Given the rollercoaster we’ve all been on, it seems rather fitting that Sir Keir Starmer has unveiled a deal to build a theme park. No doubt there will be many vertigo-inducing rides at Universal’s new Bedfordshire location. But if the prime minister is to make good on his pledge to “seize the possibilities” of the Trump shock, he needs to close the vertiginous gap between his government’s rhetoric on growth, and the reality.
This will take more than a Lord of the Rings castle, and a rehashed announcement on electric vehicles. An administration which came to power promising to be pro-growth has made hiring more expensive, depressed consumer confidence and prompted a catastrophic exit of wealthy individuals to the advantage of our competitors.
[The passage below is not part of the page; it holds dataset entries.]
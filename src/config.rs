use crate::error::PoolError;

use std::collections::BTreeMap;
use std::fmt;
use std::str::FromStr;

/// Parameter key that puts a driver connection into non-blocking mode.
pub const NONBLOCKING_KEY: &str = "async";

pub const DEFAULT_MAX_CONNECTIONS: usize = 10;

/// Driver connection parameters, an opaque key/value map handed to `Driver::connect`.
#[derive(Debug, Clone, Default, PartialEq, Eq)]
pub struct ConnectParams(BTreeMap<String, String>);

impl ConnectParams {
  pub fn new() -> Self {
    Self::default()
  }

  pub fn set(&mut self, key: impl Into<String>, value: impl Into<String>) -> &mut Self {
    self.0.insert(key.into(), value.into());
    self
  }

  pub fn get(&self, key: &str) -> Option<&str> {
    self.0.get(key).map(String::as_str)
  }

  pub fn iter(&self) -> impl Iterator<Item = (&str, &str)> {
    self.0.iter().map(|(k, v)| (k.as_str(), v.as_str()))
  }

  pub fn len(&self) -> usize {
    self.0.len()
  }

  pub fn is_empty(&self) -> bool {
    self.0.is_empty()
  }

  /// Forces non-blocking mode. The pool only ever talks to drivers this way.
  pub fn force_nonblocking(&mut self) {
    self.0.insert(NONBLOCKING_KEY.to_string(), "1".to_string());
  }

  pub fn is_nonblocking(&self) -> bool {
    self.get(NONBLOCKING_KEY) == Some("1")
  }
}

impl FromStr for ConnectParams {
  type Err = PoolError;

  /// Parses a libpq-style DSN: whitespace separated `key=value` pairs, where a
  /// value may be single-quoted and use `\'` / `\\` escapes.
  fn from_str(dsn: &str) -> Result<Self, Self::Err> {
    let mut params = ConnectParams::new();
    let mut chars = dsn.chars().peekable();

    loop {
      while chars.next_if(|c| c.is_whitespace()).is_some() {}
      if chars.peek().is_none() {
        break;
      }

      let mut key = String::new();
      while let Some(c) = chars.next_if(|c| *c != '=' && !c.is_whitespace()) {
        key.push(c);
      }
      while chars.next_if(|c| c.is_whitespace()).is_some() {}
      if chars.next() != Some('=') {
        return Err(PoolError::InvalidConfig(format!("missing '=' after DSN key '{}'", key)));
      }
      while chars.next_if(|c| c.is_whitespace()).is_some() {}

      let mut value = String::new();
      if chars.next_if_eq(&'\'').is_some() {
        let mut terminated = false;
        while let Some(c) = chars.next() {
          match c {
            '\\' => match chars.next() {
              Some(escaped) => value.push(escaped),
              None => break,
            },
            '\'' => {
              terminated = true;
              break;
            }
            other => value.push(other),
          }
        }
        if !terminated {
          return Err(PoolError::InvalidConfig(format!("unterminated quoted value for DSN key '{}'", key)));
        }
      } else {
        while let Some(c) = chars.next_if(|c| !c.is_whitespace()) {
          value.push(c);
        }
      }

      if key.is_empty() {
        return Err(PoolError::InvalidConfig("empty DSN key".to_string()));
      }
      params.set(key, value);
    }

    Ok(params)
  }
}

impl fmt::Display for ConnectParams {
  /// Renders the parameters back to DSN form, quoting values when needed.
  fn fmt(&self, f: &mut fmt::Formatter<'_>) -> fmt::Result {
    let mut first = true;
    for (key, value) in self.iter() {
      if !first {
        f.write_str(" ")?;
      }
      first = false;
      if value.is_empty() || value.contains(|c: char| c.is_whitespace() || c == '\'' || c == '\\') {
        let escaped = value.replace('\\', "\\\\").replace('\'', "\\'");
        write!(f, "{}='{}'", key, escaped)?;
      } else {
        write!(f, "{}={}", key, value)?;
      }
    }
    Ok(())
  }
}

impl<K: Into<String>, V: Into<String>> FromIterator<(K, V)> for ConnectParams {
  fn from_iter<I: IntoIterator<Item = (K, V)>>(iter: I) -> Self {
    Self(iter.into_iter().map(|(k, v)| (k.into(), v.into())).collect())
  }
}

/// Configuration for a `ConnectionPool`, fixed at construction.
#[derive(Debug, Clone)]
pub struct PoolConfig {
  /// Name used in every log event emitted by the pool.
  pub name: String,
  /// Upper bound on connections leased or being established at once.
  pub max_connections: usize,
  pub connect_params: ConnectParams,
}

impl Default for PoolConfig {
  fn default() -> Self {
    Self {
      name: "readypool".to_string(),
      max_connections: DEFAULT_MAX_CONNECTIONS,
      connect_params: ConnectParams::new(),
    }
  }
}

impl PoolConfig {
  pub fn new(max_connections: usize) -> Self {
    Self {
      max_connections,
      ..Default::default()
    }
  }

  pub fn with_name(mut self, name: impl Into<String>) -> Self {
    self.name = name.into();
    self
  }

  pub fn with_max_connections(mut self, max_connections: usize) -> Self {
    self.max_connections = max_connections;
    self
  }

  pub fn with_param(mut self, key: impl Into<String>, value: impl Into<String>) -> Self {
    self.connect_params.set(key, value);
    self
  }

  pub fn with_params(mut self, params: ConnectParams) -> Self {
    self.connect_params = params;
    self
  }

  /// Replaces the connection parameters with the ones parsed from `dsn`.
  pub fn with_dsn(mut self, dsn: &str) -> Result<Self, PoolError> {
    self.connect_params = dsn.parse()?;
    Ok(self)
  }

  pub fn validate(&self) -> Result<(), PoolError> {
    if self.max_connections == 0 {
      return Err(PoolError::InvalidConfig("max_connections must be positive".to_string()));
    }
    Ok(())
  }
}
use crate::reactor::{Descriptor, Interest, Reactor, ReadinessHandler, ScheduledCallback};

use std::collections::{HashMap, VecDeque};
use std::fmt;
use std::io;

use parking_lot::Mutex;
use tracing::trace;

/// Upper bound on turns taken by [`ManualReactor::run_until_idle`].
const MAX_IDLE_TURNS: usize = 10_000;

struct Registration {
  interest: Interest,
  // `None` while the handler is being invoked.
  handler: Option<ReadinessHandler>,
  generation: u64,
}

#[derive(Default)]
struct ManualState {
  registrations: HashMap<Descriptor, Registration>,
  scheduled: VecDeque<ScheduledCallback>,
  next_generation: u64,
  refuse_registrations: bool,
}

/// A reactor that only does something when told to.
///
/// Readiness is delivered with [`fire`](Self::fire), deferred callbacks run in
/// [`run_scheduled`](Self::run_scheduled). Useful for embedding the pool in an
/// event loop the caller already owns, and for deterministic tests.
#[derive(Default)]
pub struct ManualReactor {
  state: Mutex<ManualState>,
}

impl fmt::Debug for ManualReactor {
  fn fmt(&self, f: &mut fmt::Formatter<'_>) -> fmt::Result {
    let state = self.state.lock();
    f.debug_struct("ManualReactor")
      .field("registrations", &state.registrations.len())
      .field("scheduled", &state.scheduled.len())
      .finish_non_exhaustive()
  }
}

impl ManualReactor {
  pub fn new() -> Self {
    Self::default()
  }

  /// Makes every following `add_handler`/`update_handler` fail, as a reactor
  /// out of descriptors would.
  pub fn refuse_registrations(&self, refuse: bool) {
    self.state.lock().refuse_registrations = refuse;
  }

  pub fn is_registered(&self, fd: Descriptor) -> bool {
    self.state.lock().registrations.contains_key(&fd)
  }

  pub fn interest(&self, fd: Descriptor) -> Option<Interest> {
    self.state.lock().registrations.get(&fd).map(|r| r.interest)
  }

  pub fn registered(&self) -> Vec<Descriptor> {
    let mut fds: Vec<Descriptor> = self.state.lock().registrations.keys().copied().collect();
    fds.sort_unstable();
    fds
  }

  pub fn scheduled_count(&self) -> usize {
    self.state.lock().scheduled.len()
  }

  /// Delivers `events` to the handler of `fd` if it is interested in any of them.
  /// Returns whether a handler ran.
  pub fn fire(&self, fd: Descriptor, events: Interest) -> bool {
    let (mut handler, generation, delivered) = {
      let mut state = self.state.lock();
      let Some(registration) = state.registrations.get_mut(&fd) else {
        return false;
      };
      let delivered = Interest::from_bits(events.bits() & registration.interest.bits());
      if delivered.is_empty() {
        return false;
      }
      let Some(handler) = registration.handler.take() else {
        return false;
      };
      (handler, registration.generation, delivered)
    };

    trace!(fd, events = ?delivered, "ManualReactor: dispatching readiness.");
    handler(fd, delivered);

    let leftover = {
      let mut state = self.state.lock();
      let leftover = match state.registrations.get_mut(&fd) {
        Some(registration) if registration.generation == generation && registration.handler.is_none() => {
          registration.handler = Some(handler);
          None
        }
        // Removed or replaced while running.
        _ => Some(handler),
      };
      leftover
    };
    // Dropped outside the lock: a handler may own a lease whose checkin schedules work here.
    drop(leftover);
    true
  }

  /// Fires every registered descriptor with the interest it asked for.
  /// Returns how many handlers ran.
  pub fn fire_all(&self) -> usize {
    let ready: Vec<(Descriptor, Interest)> =
      self.state.lock().registrations.iter().map(|(fd, r)| (*fd, r.interest)).collect();
    ready.into_iter().filter(|(fd, interest)| self.fire(*fd, *interest)).count()
  }

  /// Runs deferred callbacks, including ones scheduled while running, until
  /// none remain. Returns how many ran.
  pub fn run_scheduled(&self) -> usize {
    let mut ran = 0;
    loop {
      let next = self.state.lock().scheduled.pop_front();
      match next {
        Some(callback) => {
          callback();
          ran += 1;
        }
        None => return ran,
      }
    }
  }

  /// One loop iteration: deferred callbacks, then readiness for everything registered.
  /// Returns `false` when there was nothing to do.
  pub fn turn(&self) -> bool {
    let ran = self.run_scheduled();
    let fired = self.fire_all();
    ran + fired > 0
  }

  /// Turns until nothing is left to do, treating every registered descriptor
  /// as ready. Returns the number of turns taken.
  pub fn run_until_idle(&self) -> usize {
    let mut turns = 0;
    while turns < MAX_IDLE_TURNS && self.turn() {
      turns += 1;
    }
    turns
  }
}

impl Reactor for ManualReactor {
  fn add_handler(&self, fd: Descriptor, interest: Interest, handler: ReadinessHandler) -> io::Result<()> {
    let mut state = self.state.lock();
    if state.refuse_registrations {
      return Err(io::Error::other("reactor refused registration"));
    }
    if state.registrations.contains_key(&fd) {
      return Err(io::Error::new(
        io::ErrorKind::AlreadyExists,
        format!("descriptor {} already has a handler", fd),
      ));
    }
    state.next_generation += 1;
    let generation = state.next_generation;
    state.registrations.insert(
      fd,
      Registration {
        interest,
        handler: Some(handler),
        generation,
      },
    );
    trace!(fd, ?interest, "ManualReactor: handler added.");
    Ok(())
  }

  fn update_handler(&self, fd: Descriptor, interest: Interest) -> io::Result<()> {
    let mut state = self.state.lock();
    if state.refuse_registrations {
      return Err(io::Error::other("reactor refused registration"));
    }
    match state.registrations.get_mut(&fd) {
      Some(registration) => {
        registration.interest = interest;
        trace!(fd, ?interest, "ManualReactor: handler updated.");
        Ok(())
      }
      None => Err(io::Error::new(
        io::ErrorKind::NotFound,
        format!("descriptor {} has no handler", fd),
      )),
    }
  }

  fn remove_handler(&self, fd: Descriptor) {
    let removed = self.state.lock().registrations.remove(&fd);
    if removed.is_some() {
      trace!(fd, "ManualReactor: handler removed.");
    }
    drop(removed);
  }

  fn schedule(&self, callback: ScheduledCallback) {
    self.state.lock().scheduled.push_back(callback);
  }
}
This week London fell out of the world’s five wealthiest cities. With a strategy for growth heavily dependent on private investment and a dire set of public finances, ministers urgently need to grasp what decisions about investment really involve.
Starmer came into government surprisingly unprepared, wrongfooted by a snap general election, hoping to be a chairman in a role which requires a CEO, and, I was told at the time, worryingly uninterested in the details of the Budget. A big question hanging over Britain’s growth prospects is whether he can grow on the job. Some say he can’t, having come to politics relatively late. Others think he can, after ruthlessly turning around his party. There is already a big difference between the man who won the election and today’s Starmer, frustrated at the slow pace of change and seeking a firmer grip.